Hierarchical Static Scheduling of Dataflow Graphs onto Multiple Processors
To schedule SDF graphs onto multiple processors, a directed acyclic graph (DAG) is constructed from the original SDF graph. The SDF graph exposes functional parallelism in the algorithm; the DAG in addition exposes the data parallelism available. The DAG for the graph of figure 1 is shown in figure 2. Notice that for each actor in the original SDF graph, there are multiple nodes in the DAG corresponding to the repetitions count derived from the balance equations.
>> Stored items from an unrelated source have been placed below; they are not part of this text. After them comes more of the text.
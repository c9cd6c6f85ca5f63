//! Example server streaming an incrementally loaded file history.
//!
//! Run with: cargo run -p history-server-demo
//!
//! Then open http://localhost:3000 in your browser and press "Refresh".
//! Set `REVLOG_CONFIG` to a JSON session configuration to change batching,
//! e.g. `REVLOG_CONFIG='{"max_records": 50}'`. Set `REVLOG_FAIL_AFTER` to a
//! revision number to watch a producer failure keep the partial history.

use std::{net::SocketAddr, sync::Arc, time::Duration};

use anyhow::Context as _;
use async_trait::async_trait;
use axum::{Router, response::Html, routing::get};
use revlog_core::{ProducerError, SessionConfig, SnapshotStore};
use revlog_session::{RecordProducer, RefreshOutcome, SessionController};
use revlog_transport::websocket::{RefreshHook, create_history_router};
use serde::Serialize;
use tower_http::cors::CorsLayer;
use tracing_subscriber::{layer::SubscriberExt, util::SubscriberInitExt};

/// One entry of the synthetic history.
#[derive(Debug, Clone, PartialEq, Eq, Serialize)]
struct Revision {
    number: u32,
    author: &'static str,
    message: String,
}

/// Pretends to walk a repository: a cached head first, then older
/// revisions trickling in. Fails part-way when `fail_after` is set.
struct SyntheticHistory {
    cached: u32,
    total: u32,
    delay: Duration,
    fail_after: Option<u32>,
}

impl SyntheticHistory {
    fn revision(number: u32) -> Revision {
        const AUTHORS: [&str; 3] = ["ada", "grace", "linus"];
        Revision {
            number,
            author: AUTHORS[number as usize % AUTHORS.len()],
            message: format!("Change #{number}"),
        }
    }
}

#[async_trait]
impl RecordProducer<Revision> for SyntheticHistory {
    async fn produce(&self, sink: &SessionController<Revision>) -> Result<(), ProducerError> {
        let cached = (0..self.cached).map(Self::revision).collect();
        sink.report_initial(cached)
            .await
            .map_err(|e| ProducerError::new(e.to_string()))?;

        for number in self.cached..self.total {
            if self.fail_after == Some(number) {
                return Err(ProducerError::new("repository connection lost"));
            }
            tokio::time::sleep(self.delay).await;
            sink.accept_record(Self::revision(number))
                .await
                .map_err(|e| ProducerError::new(e.to_string()))?;
        }
        Ok(())
    }
}

fn load_config() -> anyhow::Result<SessionConfig> {
    match std::env::var("REVLOG_CONFIG") {
        Ok(json) => SessionConfig::from_json(&json).context("invalid REVLOG_CONFIG"),
        Err(_) => Ok(SessionConfig::default().with_max_records(200)),
    }
}

#[tokio::main]
async fn main() -> anyhow::Result<()> {
    // Initialize tracing
    tracing_subscriber::registry()
        .with(tracing_subscriber::fmt::layer())
        .with(
            tracing_subscriber::EnvFilter::try_from_default_env()
                .unwrap_or_else(|_| "info".into()),
        )
        .init();

    let config = load_config()?;
    tracing::info!(?config, "Loaded session configuration");

    let store = Arc::new(SnapshotStore::<Revision>::new());
    let (controller, _consumer_task) = SessionController::new(&config, Arc::clone(&store))?;
    let controller = Arc::new(controller);

    let producer: Arc<dyn RecordProducer<Revision>> = Arc::new(SyntheticHistory {
        cached: 10,
        total: 300,
        delay: Duration::from_millis(15),
        fail_after: std::env::var("REVLOG_FAIL_AFTER")
            .ok()
            .and_then(|v| v.parse().ok()),
    });

    let on_refresh: RefreshHook = Arc::new(move || {
        let refresh = controller.spawn_refresh(Arc::clone(&producer));
        tokio::spawn(async move {
            match refresh.await {
                Ok(Ok(RefreshOutcome::Completed)) => tracing::info!("Refresh completed"),
                Ok(Ok(RefreshOutcome::Failed(e))) => tracing::warn!("Refresh failed: {e}"),
                Ok(Err(e)) => tracing::warn!("Refresh rejected: {e}"),
                Err(e) => tracing::error!("Refresh task panicked: {e}"),
            }
        });
    });

    // Build router
    let app = Router::new()
        .route("/", get(index_handler))
        .merge(create_history_router(store, on_refresh))
        .layer(CorsLayer::permissive());

    // Start server
    let addr = SocketAddr::from(([127, 0, 0, 1], 3000));
    tracing::info!("Server listening on http://{addr}");

    let listener = tokio::net::TcpListener::bind(addr).await?;
    axum::serve(listener, app).await?;
    Ok(())
}

async fn index_handler() -> Html<&'static str> {
    Html(INDEX_HTML)
}

const INDEX_HTML: &str = r#"<!DOCTYPE html>
<html>
<head>
    <title>File History</title>
    <style>
        body {
            margin: 0;
            padding: 20px;
            background: #1e1e1e;
            color: #d4d4d4;
            font-family: system-ui, sans-serif;
        }
        h1 { color: #fff; margin-bottom: 10px; }
        .status {
            color: #888;
            font-size: 14px;
            margin-bottom: 10px;
        }
        .connected { color: #4a4; }
        .disconnected { color: #a44; }
        .failure { color: #e66; }
        table { border-collapse: collapse; width: 100%; }
        td { padding: 2px 8px; font-family: Menlo, Monaco, monospace; font-size: 13px; }
    </style>
</head>
<body>
    <h1>File History</h1>
    <div class="status" id="status">Connecting...</div>
    <button id="refresh">Refresh</button>
    <div class="failure" id="failure"></div>
    <table id="history"></table>

    <script>
        const status = document.getElementById('status');
        const failure = document.getElementById('failure');
        const table = document.getElementById('history');
        let ws;
        let cycle = null;

        function render(records) {
            table.innerHTML = '';
            for (const r of records) {
                const row = table.insertRow();
                row.insertCell().textContent = r.number;
                row.insertCell().textContent = r.author;
                row.insertCell().textContent = r.message;
            }
        }

        function connect() {
            const protocol = window.location.protocol === 'https:' ? 'wss:' : 'ws:';
            ws = new WebSocket(`${protocol}//${window.location.host}/ws`);

            ws.onopen = () => {
                status.textContent = 'Connected';
                status.className = 'status connected';
            };

            ws.onclose = () => {
                status.textContent = 'Disconnected - reconnecting...';
                status.className = 'status disconnected';
                setTimeout(connect, 2000);
            };

            ws.onmessage = (event) => {
                try {
                    const msg = JSON.parse(event.data);
                    if (msg.type === 'snapshot') {
                        if (msg.cycle !== cycle) {
                            cycle = msg.cycle;
                            failure.textContent = '';
                        }
                        status.textContent = `Loading... ${msg.records.length} revisions`;
                        render(msg.records);
                    } else if (msg.type === 'finalized') {
                        status.textContent = `Loaded ${table.rows.length} revisions`;
                    } else if (msg.type === 'failure') {
                        failure.textContent = `Could not load file history: ${msg.message}`;
                    }
                } catch (e) {
                    console.error('Failed to parse message:', e);
                }
            };
        }

        document.getElementById('refresh').onclick = () => {
            if (ws && ws.readyState === WebSocket.OPEN) {
                ws.send(JSON.stringify({ type: 'refresh' }));
            }
        };

        // Start connection
        connect();
    </script>
</body>
</html>
"#;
Unfortunately, the expansion due to the repetition count of each SDF actor can lead to an exponential growth of nodes in the DAG. An SDF graph that exhibits this growth is shown in figure 3. The order of the number of nodes in the DAG is calculated to be O(MN). The growth is undesirable, especially considering that known optimal multiprocessor scheduling algorithms under precedence constraints have complexity that is exponential in the number of nodes in the DAG [8]. Most uniprocessor SDF schedulers, on the other hand, do not require a DAG to be generated for scheduling purposes.
To limit the explosion of nodes when translating an SDF graph into a DAG graph, we introduce clustering of connected subgraphs into larger grain "composite" actors. The composite actors will then be scheduled with one of the available uniprocessor schedulers. We cluster the actors in a manner that simplifies the DAG graph, without hiding much parallelism.
Many multiprocessor schedulers use clustering heuristics to schedule the DAG graph onto multiple processors [9-12]. It is important to note that each resultant cluster is mapped onto a single processor. The purpose of this paper is to introduce some simple clustering techniques that can be used directly on the SDF graph, thereby reducing the number of SDF nodes that are expanded in the final DAG graph. Clustering the SDF graph also gives us the opportunity to use specialized uniprocessor SDF schedulers. These uniprocessor schedulers can optimize for such parameters as code size and memory usage [13].